_Work item_
Using the listing below, copy exactly the lines from the one containing "permutation_rank %= place;" to the one containing "its exact distance.", both lines included, and no others.

# # # # # # #

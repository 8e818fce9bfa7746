use bencher::{RouteTable, TestCase};
use criterion::{criterion_group, criterion_main, BenchmarkId, Criterion};
use micro_mvc::PathPattern;
use std::hint::black_box;

static SMALL_TABLE: RouteTable = RouteTable::new(4);
static NORMAL_TABLE: RouteTable = RouteTable::new(32);
static LARGE_TABLE: RouteTable = RouteTable::new(256);

fn create_test_cases() -> Vec<TestCase> {
    vec![
        TestCase::small("small_route_table", SMALL_TABLE),
        TestCase::normal("normal_route_table", NORMAL_TABLE),
        TestCase::large("large_route_table", LARGE_TABLE),
    ]
}

fn benchmark_route_matching(criterion: &mut Criterion) {
    for case in create_test_cases() {
        let mut group = criterion.benchmark_group(format!("route_matching/{}", case.group().name()));
        group.sample_size(case.group().sample_size());

        let router = case.table().router().expect("generated routes should compile");
        let first = case.table().first_path();
        let last = case.table().last_path();

        group.bench_with_input(BenchmarkId::new("first_registered", case.name()), &first, |b, path| {
            b.iter(|| black_box(router.match_route(black_box(path))));
        });
        group.bench_with_input(BenchmarkId::new("last_registered", case.name()), &last, |b, path| {
            b.iter(|| black_box(router.match_route(black_box(path))));
        });
        group.bench_with_input(BenchmarkId::new("miss", case.name()), "/does/not/exist", |b, path| {
            b.iter(|| black_box(router.match_route(black_box(path))));
        });
        group.bench_with_input(BenchmarkId::new("captures", case.name()), &first, |b, path| {
            b.iter(|| black_box(router.match_captures(None, black_box(path))));
        });

        group.finish();
    }
}

fn benchmark_pattern_compilation(criterion: &mut Criterion) {
    let mut group = criterion.benchmark_group("pattern_compilation");
    for pattern in ["/", "/users/{id}", "/shops/{shop}/items/{item}/reviews/{review}"] {
        group.bench_with_input(BenchmarkId::from_parameter(pattern), pattern, |b, pattern| {
            b.iter(|| PathPattern::compile(black_box(pattern)).expect("pattern should compile"));
        });
    }
    group.finish();
}

fn benchmark_redirect_substitution(criterion: &mut Criterion) {
    let pattern = PathPattern::compile("/shops/{shop}/items/{item}").expect("pattern should compile");
    criterion.bench_function("redirect_substitution", |b| {
        b.iter(|| black_box(pattern.substitute(black_box([("shop", "books"), ("item", "42")]))));
    });
}

criterion_group!(router, benchmark_route_matching, benchmark_pattern_compilation, benchmark_redirect_substitution);
criterion_main!(router);
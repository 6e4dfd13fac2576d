//! Dense indexing of corner configurations.
//!
//! An index is a mixed-radix number: seven factorial-base permutation digits
//! (the Lehmer code of the corner permutation, last digit implicit) followed
//! by seven ternary orientation digits (the eighth twist is implied by the
//! others). The solved configuration maps to 0.

use crate::cube::{CornerConfiguration, CornerCube, NUM_CORNERS};

/// Number of orientation configurations, 3^7.
pub const ORIENTATION_STATES: usize = 2187;

/// Number of corner permutations, 8!.
pub const PERMUTATION_STATES: usize = 40320;

/// Size of the index space, 8! * 3^7.
pub const NUM_STATES: usize = PERMUTATION_STATES * ORIENTATION_STATES;

/// Place value of each permutation digit: `3^7 * 7!`, `3^7 * 6!`, ..., `3^7 * 1!`.
const PERMUTATION_PLACE: [usize; NUM_CORNERS - 1] = [
    ORIENTATION_STATES * 5040,
    ORIENTATION_STATES * 720,
    ORIENTATION_STATES * 120,
    ORIENTATION_STATES * 24,
    ORIENTATION_STATES * 6,
    ORIENTATION_STATES * 2,
    ORIENTATION_STATES,
];

/// Place value of each orientation digit: `3^6`, ..., `3^0`.
const ORIENTATION_PLACE: [usize; NUM_CORNERS - 1] = [729, 243, 81, 27, 9, 3, 1];

/// Maps a corner configuration to its index in `0..NUM_STATES`.
///
/// # Panics
///
/// Panics if the configuration is outside the reachable domain and the
/// arithmetic leaves the index space.
#[inline]
pub fn encode<C: CornerConfiguration>(configuration: &C) -> usize {
    // slot_value[label] counts the labels below `label` that are still unplaced
    let mut slot_value: [usize; NUM_CORNERS] = [0, 1, 2, 3, 4, 5, 6, 7];
    let mut index = 0;

    for slot in 0..NUM_CORNERS - 1 {
        let (label, twist) = configuration.corner(slot);
        let label = label as usize;

        index += slot_value[label] * PERMUTATION_PLACE[slot];
        for value in &mut slot_value[label + 1..] {
            *value = value.wrapping_sub(1);
        }

        index += twist as usize * ORIENTATION_PLACE[slot];
    }

    assert!(
        index < NUM_STATES,
        "corner index {index} out of range 0..{NUM_STATES}: configuration outside the reachable domain"
    );
    index
}

/// Rebuilds the corner configuration with the given index.
///
/// # Panics
///
/// Panics if `index >= NUM_STATES`.
pub fn decode(index: usize) -> CornerCube {
    assert!(index < NUM_STATES, "corner index {index} out of range 0..{NUM_STATES}");

    let mut cube = CornerCube::SOLVED;
    let mut permutation_rank = index / ORIENTATION_STATES;
    let mut orientation_rank = index % ORIENTATION_STATES;

    let mut twist_sum = 0;
    for slot in 0..NUM_CORNERS - 1 {
        let place = ORIENTATION_PLACE[slot];
        let twist = orientation_rank / place;
        orientation_rank %= place;
        cube.orientation[slot] = twist as u8;
        twist_sum += twist;
    }
    cube.orientation[NUM_CORNERS - 1] = ((3 - twist_sum % 3) % 3) as u8;

    let mut unplaced: Vec<u8> = (0..NUM_CORNERS as u8).collect();
    for slot in 0..NUM_CORNERS - 1 {
        let place = PERMUTATION_PLACE[slot] / ORIENTATION_STATES;
        let digit = permutation_rank / place;
        permutation_rank %= place;
        cube.permutation[slot] = unplaced.remove(digit);
    }
    cube.permutation[NUM_CORNERS - 1] = unplaced[0];

    cube
}
//! Iterative-deepening generation of the corner distance table.
//!
//! Each level runs a depth-bounded DFS from the solved configuration using an
//! explicit stack. Nodes at the level's depth are recorded in the table
//! (first writer wins); shallower nodes are expanded. Within a level a second
//! table remembers the smallest distance at which each index was scheduled,
//! so a state is only re-expanded when reached by a strictly shorter path.
//! Because every level starts over from the root, the first level that
//! records an index is its true distance.

use log::{debug, info};
use thiserror::Error;

use crate::cube::CornerConfiguration;
use crate::encoding::{encode, NUM_STATES};
use crate::moves::{should_skip, Move};
use crate::table::{CornerTable, MAX_NIBBLE};

/// Marker value for "not scheduled during this level".
const UNSCHEDULED: u8 = MAX_NIBBLE;

/// Knobs for a generation run.
#[derive(Clone, Debug)]
pub struct GeneratorConfig {
    /// Emit a progress line every this many popped nodes (0 disables it).
    pub progress_interval: u64,
    /// Stop once this many entries have been recorded.
    pub entry_limit: Option<usize>,
    /// Stop after the level at this depth has been fully explored.
    pub max_depth: Option<u8>,
}

impl Default for GeneratorConfig {
    fn default() -> Self {
        Self {
            progress_interval: 1 << 18,
            entry_limit: None,
            max_depth: None,
        }
    }
}

/// How a generation run ended.
#[derive(Clone, Copy, Debug, PartialEq, Eq)]
pub enum GenerateOutcome {
    /// Every index in the table has its exact distance.
    Complete { traversed: u64 },
    /// The run was cut short by `entry_limit` or `max_depth`.
    Partial {
        entries: usize,
        depth: u8,
        traversed: u64,
    },
}

impl GenerateOutcome {
    pub fn is_complete(&self) -> bool {
        matches!(self, GenerateOutcome::Complete { .. })
    }
}

#[derive(Error, Debug, PartialEq, Eq)]
pub enum GenerateError {
    #[error(
        "search exhausted depth {depth} with only {entries} entries recorded; \
         remaining states are unreachable or too deep for a 4-bit table"
    )]
    DepthOverflow { depth: u8, entries: usize },
}

/// A pending state on the traversal stack.
struct FrontierNode<C> {
    configuration: C,
    last_move: Option<Move>,
    distance: u8,
}

/// Traversal state owned by a single generation run.
struct Frontier<C> {
    stack: Vec<FrontierNode<C>>,
    /// Smallest distance at which each index was pushed during the current level.
    scheduled: CornerTable,
}

impl<C: CornerConfiguration> Frontier<C> {
    fn new() -> Self {
        Self {
            stack: Vec::new(),
            scheduled: CornerTable::filled(UNSCHEDULED),
        }
    }

    /// Starts a new level from the root.
    ///
    /// The root is marked at distance 0 so the solved configuration is never
    /// rescheduled; its zero entry is indistinguishable from "unset" and
    /// must not be overwritten.
    fn restart(&mut self, root: &C, root_index: usize) {
        self.scheduled.fill(UNSCHEDULED);
        self.scheduled.set(root_index, 0);
        self.stack.push(FrontierNode {
            configuration: root.clone(),
            last_move: None,
            distance: 0,
        });
    }

    /// Pushes every non-redundant successor of `node` not already scheduled
    /// at the same or a smaller distance.
    fn expand(&mut self, node: &FrontierNode<C>) {
        let next_distance = node.distance + 1;
        for mv in Move::ALL {
            if should_skip(mv, node.last_move) {
                continue;
            }

            let configuration = node.configuration.apply_move(mv);
            let index = encode(&configuration);
            if self.scheduled.get(index) <= next_distance {
                continue;
            }
            self.scheduled.set(index, next_distance);

            self.stack.push(FrontierNode {
                configuration,
                last_move: Some(mv),
                distance: next_distance,
            });
        }
    }
}

/// Fills `table` with the distance of every corner configuration from `solved`.
///
/// The table is cleared first. On [`GenerateOutcome::Partial`] only entries
/// up to the reported depth are meaningful; such a table must not be used as
/// a complete heuristic.
pub fn generate<C: CornerConfiguration>(
    table: &mut CornerTable,
    solved: &C,
    config: &GeneratorConfig,
) -> Result<GenerateOutcome, GenerateError> {
    table.clear();

    let root_index = encode(solved);
    let mut frontier = Frontier::new();
    let mut depth: Option<u8> = None;
    let mut entries = 0usize;
    let mut traversed = 0u64;

    while entries < NUM_STATES {
        let Some(node) = frontier.stack.pop() else {
            // the current level is fully explored; go one deeper
            if let Some(finished) = depth {
                debug!("depth {finished} done: {entries}/{NUM_STATES} entries, {traversed} traversed");
                if config.max_depth.is_some_and(|max| finished >= max) {
                    return Ok(GenerateOutcome::Partial {
                        entries,
                        depth: finished,
                        traversed,
                    });
                }
            }

            let next = depth.map_or(0, |d| d + 1);
            if next >= UNSCHEDULED {
                return Err(GenerateError::DepthOverflow {
                    depth: next - 1,
                    entries,
                });
            }
            depth = Some(next);
            frontier.restart(solved, root_index);
            continue;
        };
        let current_depth = depth.unwrap_or_default();

        traversed += 1;
        if config.progress_interval > 0 && traversed % config.progress_interval == 0 {
            info!(
                "{entries}/{NUM_STATES} hashed, on level {current_depth}, total traversed {traversed} ({}%)",
                entries * 100 / NUM_STATES
            );
        }

        if node.distance == current_depth {
            let index = encode(&node.configuration);
            if table.set_if_unset(index, node.distance) {
                entries += 1;
                if config.entry_limit.is_some_and(|limit| entries >= limit) {
                    return Ok(GenerateOutcome::Partial {
                        entries,
                        depth: current_depth,
                        traversed,
                    });
                }
            }
        } else {
            frontier.expand(&node);
        }
    }

    info!("{entries}/{NUM_STATES} hashed after {traversed} traversed nodes");
    Ok(GenerateOutcome::Complete { traversed })
}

# # # # # # #

_Written answer_
        permutation_rank %= place;
        cube.permutation[slot] = unplaced.remove(digit);
    }
    cube.permutation[NUM_CORNERS - 1] = unplaced[0];

    cube
}
//! Iterative-deepening generation of the corner distance table.
//!
//! Each level runs a depth-bounded DFS from the solved configuration using an
//! explicit stack. Nodes at the level's depth are recorded in the table
//! (first writer wins); shallower nodes are expanded. Within a level a second
//! table remembers the smallest distance at which each index was scheduled,
//! so a state is only re-expanded when reached by a strictly shorter path.
//! Because every level starts over from the root, the first level that
//! records an index is its true distance.

use log::{debug, info};
use thiserror::Error;

use crate::cube::CornerConfiguration;
use crate::encoding::{encode, NUM_STATES};
use crate::moves::{should_skip, Move};
use crate::table::{CornerTable, MAX_NIBBLE};

/// Marker value for "not scheduled during this level".
const UNSCHEDULED: u8 = MAX_NIBBLE;

/// Knobs for a generation run.
#[derive(Clone, Debug)]
pub struct GeneratorConfig {
    /// Emit a progress line every this many popped nodes (0 disables it).
    pub progress_interval: u64,
    /// Stop once this many entries have been recorded.
    pub entry_limit: Option<usize>,
    /// Stop after the level at this depth has been fully explored.
    pub max_depth: Option<u8>,
}

impl Default for GeneratorConfig {
    fn default() -> Self {
        Self {
            progress_interval: 1 << 18,
            entry_limit: None,
            max_depth: None,
        }
    }
}

/// How a generation run ended.
#[derive(Clone, Copy, Debug, PartialEq, Eq)]
pub enum GenerateOutcome {
    /// Every index in the table has its exact distance.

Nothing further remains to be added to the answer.